WALking Through PostgreSQL: How It Writes and Recovers Data Using WAL

PostgreSQL is one of the most popular and widely used open-source database systems in the world. It supports many advanced features such as transactions, concurrency control, replication, and backup. But how does PostgreSQL ensure that these features work correctly and reliably, even in the face of system failures? The answer is WAL, which stands for Write Ahead Logging. In this blog post, I will introduce you to the concept of WAL, how it works, and how it helps PostgreSQL to write and recover data efficiently and safely.

What is WAL?

WAL is a technique that records all the changes and actions that occur in a database system in a sequential log file, before they are applied to the actual data files. The log file is called the transaction log or the WAL file, and each entry in the log file is called a WAL record or an XLOG record.

The main purpose of WAL is to ensure that no data is lost in case of a system failure, such as a power outage, a hardware malfunction, or a server crash. By keeping a history of all the changes and actions in the WAL file, PostgreSQL can recover the database to a consistent state by replaying the WAL records from the last checkpoint.

A checkpoint is a point in time when PostgreSQL writes all the modified data pages (also called dirty pages) from the shared buffer pool (the in-memory cache of data pages) to the data files on disk. A checkpoint also updates a special file called pg_control, which contains information about the current state of the database and the location of the latest checkpoint record in the WAL file.

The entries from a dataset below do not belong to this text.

//! Pipeline step model

use crate::core::expression::Expression;
use crate::core::registry_id::RegistryId;
use crate::errors::PipelineError;
use regex::Regex;
use serde::{Deserialize, Serialize};
use serde_json::{Map, Value};
use std::sync::OnceLock;
use uuid::Uuid;

/// Where a root-aware brick should be anchored
#[derive(Debug, Clone, Copy, PartialEq, Eq, Serialize, Deserialize, Default)]
#[serde(rename_all = "lowercase")]
pub enum RootMode {
    /// The whole document
    Document,
    /// The element the pipeline was started against
    #[default]
    Element,
}

/// A single invocation of a brick within a pipeline
#[derive(Debug, Clone, PartialEq, Serialize, Deserialize)]
#[serde(rename_all = "camelCase")]
pub struct BrickConfig {
    /// Brick to run
    pub id: RegistryId,

    /// Arguments: literals, tagged expressions, or nested objects of either
    #[serde(default)]
    pub config: Map<String, Value>,

    /// Name the result is bound to (as `@<outputKey>`)
    #[serde(default, skip_serializing_if = "Option::is_none")]
    pub output_key: Option<String>,

    /// Condition deciding whether the step runs
    #[serde(default, rename = "if", skip_serializing_if = "Option::is_none")]
    pub condition: Option<Value>,

    /// Stable id of this step, used for tracing
    #[serde(default, skip_serializing_if = "Option::is_none")]
    pub instance_id: Option<Uuid>,

    #[serde(default, skip_serializing_if = "Option::is_none")]
    pub root_mode: Option<RootMode>,

    /// Human-readable label shown in traces
    #[serde(default, skip_serializing_if = "Option::is_none")]
    pub label: Option<String>,
}

fn output_key_regex() -> &'static Regex {
    static PATTERN: OnceLock<Regex> = OnceLock::new();
    PATTERN.get_or_init(|| Regex::new(r"^[A-Za-z_][A-Za-z0-9_]*$").expect("output key pattern is valid"))
}

/// Check that an output key can be used as a variable name
pub fn is_valid_output_key(key: &str) -> bool {
    output_key_regex().is_match(key)
}

impl BrickConfig {
    pub fn new(id: RegistryId) -> Self {
        Self {
            id,
            config: Map::new(),
            output_key: None,
            condition: None,
            instance_id: None,
            root_mode: None,
            label: None,
        }
    }

    /// Convenience constructor that parses the id
    pub fn for_brick(id: &str) -> Result<Self, PipelineError> {
        Ok(Self::new(RegistryId::parse(id)?))
    }

    /// Set the config from a JSON object; non-object values are ignored
    pub fn with_config(mut self, config: Value) -> Self {
        if let Value::Object(map) = config {
            self.config = map;
        }
        self
    }

    pub fn with_arg(mut self, name: &str, value: impl Into<Value>) -> Self {
        self.config.insert(name.to_string(), value.into());
        self
    }

    pub fn with_output_key(mut self, key: impl Into<String>) -> Self {
        self.output_key = Some(key.into());
        self
    }

    pub fn with_condition(mut self, condition: impl Into<Value>) -> Self {
        self.condition = Some(condition.into());
        self
    }

    pub fn with_instance_id(mut self, instance_id: Uuid) -> Self {
        self.instance_id = Some(instance_id);
        self
    }

    pub fn with_root_mode(mut self, mode: RootMode) -> Self {
        self.root_mode = Some(mode);
        self
    }

    pub fn with_label(mut self, label: impl Into<String>) -> Self {
        self.label = Some(label.into());
        self
    }

    pub fn root_mode(&self) -> RootMode {
        self.root_mode.unwrap_or_default()
    }

    /// Name used in logs: the label when present, otherwise the brick id
    pub fn display_name(&self) -> &str {
        self.label.as_deref().unwrap_or_else(|| self.id.as_str())
    }

    /// Check whether any config string or the condition mentions a variable
    ///
    /// Used to decide whether a lazily-resolved variable such as `@mod` needs
    /// to be materialized before rendering this step.
    pub fn references_variable(&self, name: &str) -> bool {
        let in_config = self.config.values().any(|v| value_mentions(v, name));
        let in_condition = self
            .condition
            .as_ref()
            .is_some_and(|v| value_mentions(v, name));
        in_config || in_condition
    }

    /// Nested pipelines embedded directly in this step's config
    pub fn nested_pipelines(&self) -> Vec<(&str, Vec<BrickConfig>)> {
        self.config
            .iter()
            .filter_map(|(key, value)| match Expression::from_value(value) {
                Ok(Some(Expression::Pipeline(steps))) => Some((key.as_str(), steps)),
                _ => None,
            })
            .collect()
    }
}

fn value_mentions(value: &Value, name: &str) -> bool {
    match value {
        Value::String(s) => mentions(s, name),
        Value::Array(items) => items.iter().any(|v| value_mentions(v, name)),
        Value::Object(map) => map.values().any(|v| value_mentions(v, name)),
        _ => false,
    }
}

/// `name` followed by a non-identifier character (or end of string)
fn mentions(haystack: &str, name: &str) -> bool {
    haystack.match_indices(name).any(|(idx, _)| {
        haystack[idx + name.len()..]
            .chars()
            .next()
            .map_or(true, |c| !(c.is_alphanumeric() || c == '_'))
    })
}
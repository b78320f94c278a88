//! Test: control-flow signals, try-except and cancellation

use crate::helpers::*;
use brick_runtime::bricks::builtin::{IfElseBrick, PanelActionBrick, RaiseErrorBrick, TryExceptBrick};
use brick_runtime::core::ExecutionStatus;
use brick_runtime::errors::{PanelAction, PipelineError};
use serde_json::json;
use std::sync::atomic::Ordering;
use std::sync::Arc;
use std::time::Duration;

fn abort_inside_if() -> brick_runtime::BrickConfig {
    step(IfElseBrick::ID)
        .with_arg("condition", true)
        .with_arg("if", pipeline(vec![step(PanelActionBrick::ABORT_ID)]))
}

/// The exact panel action reaches the top-level caller
#[tokio::test]
async fn test_panel_action_surfaces_from_nested_branch() {
    let engine = engine_with(vec![]);
    let report = run(&engine, vec![abort_inside_if(), identity(json!({"after": true}))], json!({})).await;

    assert_eq!(report.result, Err(PipelineError::ControlFlow(PanelAction::Abort)));
    assert_eq!(report.state.status, ExecutionStatus::Interrupted);
    assert!(report.trace.iter().all(|e| e.brick_id.as_str() != "@pixiebrix/identity"));
}

/// try-except re-raises control flow instead of handling it
#[tokio::test]
async fn test_try_except_passes_control_flow_through() {
    let engine = engine_with(vec![]);
    let steps = vec![step(TryExceptBrick::ID)
        .with_arg("try", pipeline(vec![abort_inside_if()]))
        .with_arg("except", pipeline(vec![identity(json!({"handled": true}))]))];

    let report = run(&engine, steps, json!({})).await;

    assert_eq!(report.result, Err(PipelineError::ControlFlow(PanelAction::Abort)));
}

/// Submit carries its detail
#[tokio::test]
async fn test_submit_detail() {
    let engine = engine_with(vec![]);
    let steps = vec![step(PanelActionBrick::SUBMIT_ID).with_arg("detail", var("@input"))];

    let report = run(&engine, steps, json!({"answer": 42})).await;

    match report.result {
        Err(error) => {
            assert!(error.is_control_flow());
            assert_eq!(
                error.panel_action(),
                Some(&PanelAction::Submit {
                    detail: json!({"answer": 42})
                })
            );
        }
        Ok(value) => panic!("expected submit, got {}", value),
    }
}

/// Business errors are handled by the except branch with `@error` bound
#[tokio::test]
async fn test_try_except_handles_business_error() {
    let engine = engine_with(vec![]);
    let steps = vec![step(TryExceptBrick::ID)
        .with_arg("try", pipeline(vec![step(RaiseErrorBrick::ID).with_arg("message", "bad input")]))
        .with_arg(
            "except",
            pipeline(vec![identity(json!({
                "handled": var("@error.message"),
                "name": var("@error.name"),
            }))]),
        )];

    let report = run(&engine, steps, json!({})).await;

    assert_eq!(report.result, Ok(json!({"handled": "bad input", "name": "BusinessError"})));
    assert_eq!(report.state.status, ExecutionStatus::Completed);
}

/// Unknown errors are handled too, under a custom key
#[tokio::test]
async fn test_try_except_custom_error_key() {
    let engine = engine_with(vec![Arc::new(PanicBrick::new())]);
    let steps = vec![step(TryExceptBrick::ID)
        .with_arg("try", pipeline(vec![step(PanicBrick::ID)]))
        .with_arg("errorKey", "failure")
        .with_arg("except", pipeline(vec![identity(json!({"caught": var("@failure.name")}))]))];

    let report = run(&engine, steps, json!({})).await;

    assert_eq!(report.result, Ok(json!({"caught": "Error"})));
}

/// Unhandled unknown errors fail the run
#[tokio::test]
async fn test_unknown_error_fails_run() {
    let engine = engine_with(vec![Arc::new(PanicBrick::new())]);
    let report = run(&engine, vec![step(PanicBrick::ID)], json!({})).await;

    assert_eq!(report.result, Err(PipelineError::unknown("boom")));
    assert_eq!(report.state.status, ExecutionStatus::Failed);
    assert_eq!(report.trace[0].error.as_ref().map(|e| e.name.as_str()), Some("Error"));
}

/// Aborting mid-run stops before the next step
#[tokio::test]
async fn test_abort_between_steps() {
    let echo = EchoBrick::new();
    let calls = echo.calls();
    let engine = engine_with(vec![Arc::new(DelayBrick::new()), Arc::new(echo)]);
    let options = engine.run_options();
    let signal = options.abort_signal.clone();

    tokio::spawn(async move {
        tokio::time::sleep(Duration::from_millis(10)).await;
        signal.abort("user closed the tab");
    });

    let steps = vec![
        step(DelayBrick::ID).with_arg("delayMs", 50),
        step(EchoBrick::ID).with_arg("message", "never"),
    ];
    let report = run_with(&engine, steps, json!({}), options).await;

    assert_eq!(
        report.result,
        Err(PipelineError::Aborted {
            reason: "user closed the tab".to_string()
        })
    );
    assert_eq!(report.state.status, ExecutionStatus::Cancelled);
    assert_eq!(calls.load(Ordering::SeqCst), 0);
}

/// An abort raised before the run invokes no brick at all
#[tokio::test]
async fn test_abort_before_run() {
    let echo = EchoBrick::new();
    let calls = echo.calls();
    let engine = engine_with(vec![Arc::new(echo)]);
    let options = engine.run_options();
    options.abort_signal.abort("cancelled");

    let report = run_with(&engine, vec![step(EchoBrick::ID).with_arg("message", "hi")], json!({}), options).await;

    assert!(matches!(report.result, Err(PipelineError::Aborted { .. })));
    assert_eq!(calls.load(Ordering::SeqCst), 0);
}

By using WAL, PostgreSQL can avoid writing every change to disk immediately, which would be very slow and inefficient. Instead, PostgreSQL can write changes to disk in batches at checkpoints, while ensuring that the WAL file contains enough information to reconstruct the changes in case of a failure.

How does WAL work?

To illustrate how WAL works, let's see an example of inserting two tuples (rows) into a table called TABLE_A. Suppose that TABLE_A has only one page (a fixed-size unit of storage) and that PostgreSQL does not use WAL. The following figure shows what happens when we execute two INSERT statements without WAL:

1. When we execute the first INSERT statement, PostgreSQL loads the TABLE_A's page from the data file into the shared buffer pool and inserts a tuple into the page. This page is not written to disk immediately; it is marked as dirty and stays in memory.
2. When we execute the second INSERT statement, PostgreSQL inserts another tuple into the same page in memory. This page is still not written to disk yet.
3. If a system failure occurs at this point, all the inserted data would be lost, because they are only in memory and not on disk.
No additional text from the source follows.